Her short bark of a laugh coaxes a nervous giggle from his own lips, albeit one that has no real feeling behind it.
“I said it only happens sometimes.”
Though her words are far from stiff, Jay can tell he needs to stop trying to push the sympathy onto her. So, he does-- he closes up his knees again and sits, watching the oven clock tick off the minutes they have left together.
Sean Kralie.
Jay does not think of him often, nor does he wish he was a more prominent subject in this home. There is a reason he isn’t here anymore, a reason Jay is semi-aware of when it comes to the sour tones in which both Christina and Alex speak of him.
The full reason, though, a proper confirmation of his suspicions? He has yet to receive that, and to do so means poking at what could be potential scars, waiting to break back open and bleed the small family dry.
“Can I ask about--”
“It’s not fair to keep you in the dark about him, so ask anything you want,” Christina interrupts before giving Jay a smirk he’s more used to seeing on Alex’s face. He sinks in his seat, biting his tongue. Sometimes he forgets that Christina possesses the tendencies of a mind reader.
“…I just wondered. Why did you leave him?” Jay asks, every word painful on the back of his throat. Nosey, nosey, nosey, but he needs answers, he’s that type of person, to go barreling in and demanding answers but this is Christina, he doesn’t /demand/ answers. He asks for them, under his breath, head down, refusing to be of any trouble to her, this kind woman who owes him absolutely nothing and wants to give him everything.
Nothing, at first, and Jay begins to panic on the inside, feels the coffee coming back up. He fucked up, he’s just a kid she’s housing for now because her son likes him, no, nope, doesn’t matter how kind she is to him, it’s all an act, surely. She gave him permission to ask? Still doesn’t matter, she owes him /nothing/.
Jay forces air into his lungs, trying to reach some vague state of calm while she sits silent, knees crossed, like she needs to be the polite one.
“I think you already figured out the main reason. That reason is sleeping upstairs right now and he’ll probably sleep right on through to noon if you let him.”
Her casual tone brings him a peace he couldn’t achieve on his own, though his heart continues to flutter.

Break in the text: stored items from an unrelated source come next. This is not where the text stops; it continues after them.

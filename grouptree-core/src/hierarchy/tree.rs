//! Tree snapshots and their branch-glyph rendering

use super::error::{HierarchyError, HierarchyResult};
use super::lifecycle::META_KEY;
use super::manager::Hierarchy;
use super::types::ListId;
use crate::config::MAX_SUPPORTED_DEPTH;
use crate::metrics::{Timer, TREE_DURATION_MS};
use indexmap::IndexMap;
use serde::de::{MapAccess, Visitor};
use serde::ser::SerializeMap;
use serde::{Deserialize, Deserializer, Serialize, Serializer};
use std::fmt;

/// Insertion-ordered mapping from group name to its entry
///
/// Serializes as a JSON object keyed by name, in ring order.
#[derive(Debug, Clone, Default, PartialEq, Eq, Serialize, Deserialize)]
#[serde(transparent)]
pub struct TreeSnapshot {
    entries: IndexMap<String, TreeEntry>,
}

/// One group of a snapshot: its direct member count and its sub-groups
#[derive(Debug, Clone, Default, PartialEq, Eq)]
pub struct TreeEntry {
    pub user_len: usize,
    pub children: TreeSnapshot,
}

#[derive(Serialize, Deserialize)]
struct EntryMeta {
    user_len: usize,
}

impl TreeSnapshot {
    pub fn new() -> Self {
        Self::default()
    }

    /// Insert or replace `name`; a replaced entry keeps its position
    pub fn insert(&mut self, name: impl Into<String>, entry: TreeEntry) -> Option<TreeEntry> {
        self.entries.insert(name.into(), entry)
    }

    pub fn get(&self, name: &str) -> Option<&TreeEntry> {
        self.entries.get(name)
    }

    pub fn len(&self) -> usize {
        self.entries.len()
    }

    pub fn is_empty(&self) -> bool {
        self.entries.is_empty()
    }

    pub fn iter(&self) -> impl Iterator<Item = (&str, &TreeEntry)> {
        self.entries.iter().map(|(name, entry)| (name.as_str(), entry))
    }

    /// Groups in this snapshot and every level below it
    pub fn total_groups(&self) -> usize {
        self.entries.values().map(|entry| 1 + entry.children.total_groups()).sum()
    }

    /// Member counts summed over every level
    pub fn total_users(&self) -> usize {
        self.entries.values().map(|entry| entry.user_len + entry.children.total_users()).sum()
    }
}

impl TreeEntry {
    pub fn leaf(user_len: usize) -> Self {
        TreeEntry { user_len, children: TreeSnapshot::new() }
    }
}

impl Serialize for TreeEntry {
    fn serialize<S: Serializer>(&self, serializer: S) -> Result<S::Ok, S::Error> {
        let mut map = serializer.serialize_map(Some(self.children.len() + 1))?;
        map.serialize_entry(META_KEY, &EntryMeta { user_len: self.user_len })?;
        for (name, child) in self.children.iter() {
            map.serialize_entry(name, child)?;
        }
        map.end()
    }
}

impl<'de> Deserialize<'de> for TreeEntry {
    fn deserialize<D: Deserializer<'de>>(deserializer: D) -> Result<Self, D::Error> {
        struct EntryVisitor;

        impl<'de> Visitor<'de> for EntryVisitor {
            type Value = TreeEntry;

            fn expecting(&self, f: &mut fmt::Formatter<'_>) -> fmt::Result {
                write!(f, "a map with a '{}' metadata entry", META_KEY)
            }

            fn visit_map<A: MapAccess<'de>>(self, mut access: A) -> Result<TreeEntry, A::Error> {
                let mut meta: Option<EntryMeta> = None;
                let mut children = TreeSnapshot::new();
                while let Some(key) = access.next_key::<String>()? {
                    if key == META_KEY {
                        meta = Some(access.next_value()?);
                    } else {
                        let child = access.next_value()?;
                        children.insert(key, child);
                    }
                }
                let meta = meta.ok_or_else(|| serde::de::Error::missing_field("."))?;
                Ok(TreeEntry { user_len: meta.user_len, children })
            }
        }

        deserializer.deserialize_map(EntryVisitor)
    }
}

/// Branch glyphs for one line, given the per-level "last sibling done" bits
fn tree_line(level: usize, indent: u64, is_last: bool, name: &str) -> String {
    let mut line = String::with_capacity(level * 4 + name.len() + 4);
    for depth in 0..level {
        if indent >> depth & 1 == 1 {
            line.push_str("    ");
        } else {
            line.push_str("|   ");
        }
    }
    line.push_str(if is_last { "└─ " } else { "|─ " });
    line.push_str(name);
    line
}

impl<T> Hierarchy<T> {
    /// Snapshot the groups reachable from `list`
    ///
    /// Each node of the ring becomes an entry keyed by its name carrying the
    /// length of its users list, with its sub-groups nested below. With
    /// `trace_tree` enabled every visited node is also reported to the
    /// observer as one glyph line. Like every traversal this takes no list
    /// lock across the walk.
    pub fn tree(&self, list: ListId) -> HierarchyResult<TreeSnapshot> {
        let timer = self.metrics.exports().then(|| Timer::new(TREE_DURATION_MS));
        self.metrics.inc_traversals();

        let level = self.level(list)?;
        let mut snapshot = TreeSnapshot::new();
        let trace = self.config.trace_tree;
        self.tree_into(list, &mut snapshot, level, 0, &mut |line| {
            if trace {
                self.observer.tree_line(&line);
            }
        })?;

        if let Some(timer) = timer {
            timer.stop();
        }
        Ok(snapshot)
    }

    /// Glyph lines of the tree below `list`, one per line
    pub fn render(&self, list: ListId) -> HierarchyResult<String> {
        self.metrics.inc_traversals();
        let level = self.level(list)?;
        let mut out = String::new();
        let mut scratch = TreeSnapshot::new();
        self.tree_into(list, &mut scratch, level, 0, &mut |line| {
            out.push_str(&line);
            out.push('\n');
        })?;
        Ok(out)
    }

    fn tree_into(
        &self,
        list: ListId,
        out: &mut TreeSnapshot,
        level: usize,
        mut indent: u64,
        sink: &mut dyn FnMut(String),
    ) -> HierarchyResult<()> {
        let Some(head) = self.head(list)? else {
            return Ok(());
        };
        // The indent bitset has one bit per level
        if level >= MAX_SUPPORTED_DEPTH || level >= self.config.max_depth {
            return Err(HierarchyError::DepthExceeded(self.config.max_depth));
        }

        let mut ring = self.ring_from(head).peekable();
        while let Some(slot) = ring.next() {
            let slot = slot?;
            let is_last = ring.peek().is_none();
            sink(tree_line(level, indent, is_last, &slot.name));
            if is_last {
                indent |= 1 << level;
            }

            let mut entry = TreeEntry::leaf(self.len(slot.users)?);
            self.tree_into(slot.sublist, &mut entry.children, level + 1, indent, sink)?;
            out.insert(slot.name.clone(), entry);
        }
        Ok(())
    }
}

“He never got along with Alex. Never the type for male-on-male affection as it was, I guess it was an army thing,” Christina says, no hitch in her breath or nervous pause. “But, when Alex left for college, Sean didn’t calm down, he just seemed angrier and he was never around for us to talk about it. Almost preferred the cussing and yelling, kept the house lively. I thought things might change when Alex texted saying you three were coming here.”
“You’ll tell me if my son gives you any trouble, won’t you?”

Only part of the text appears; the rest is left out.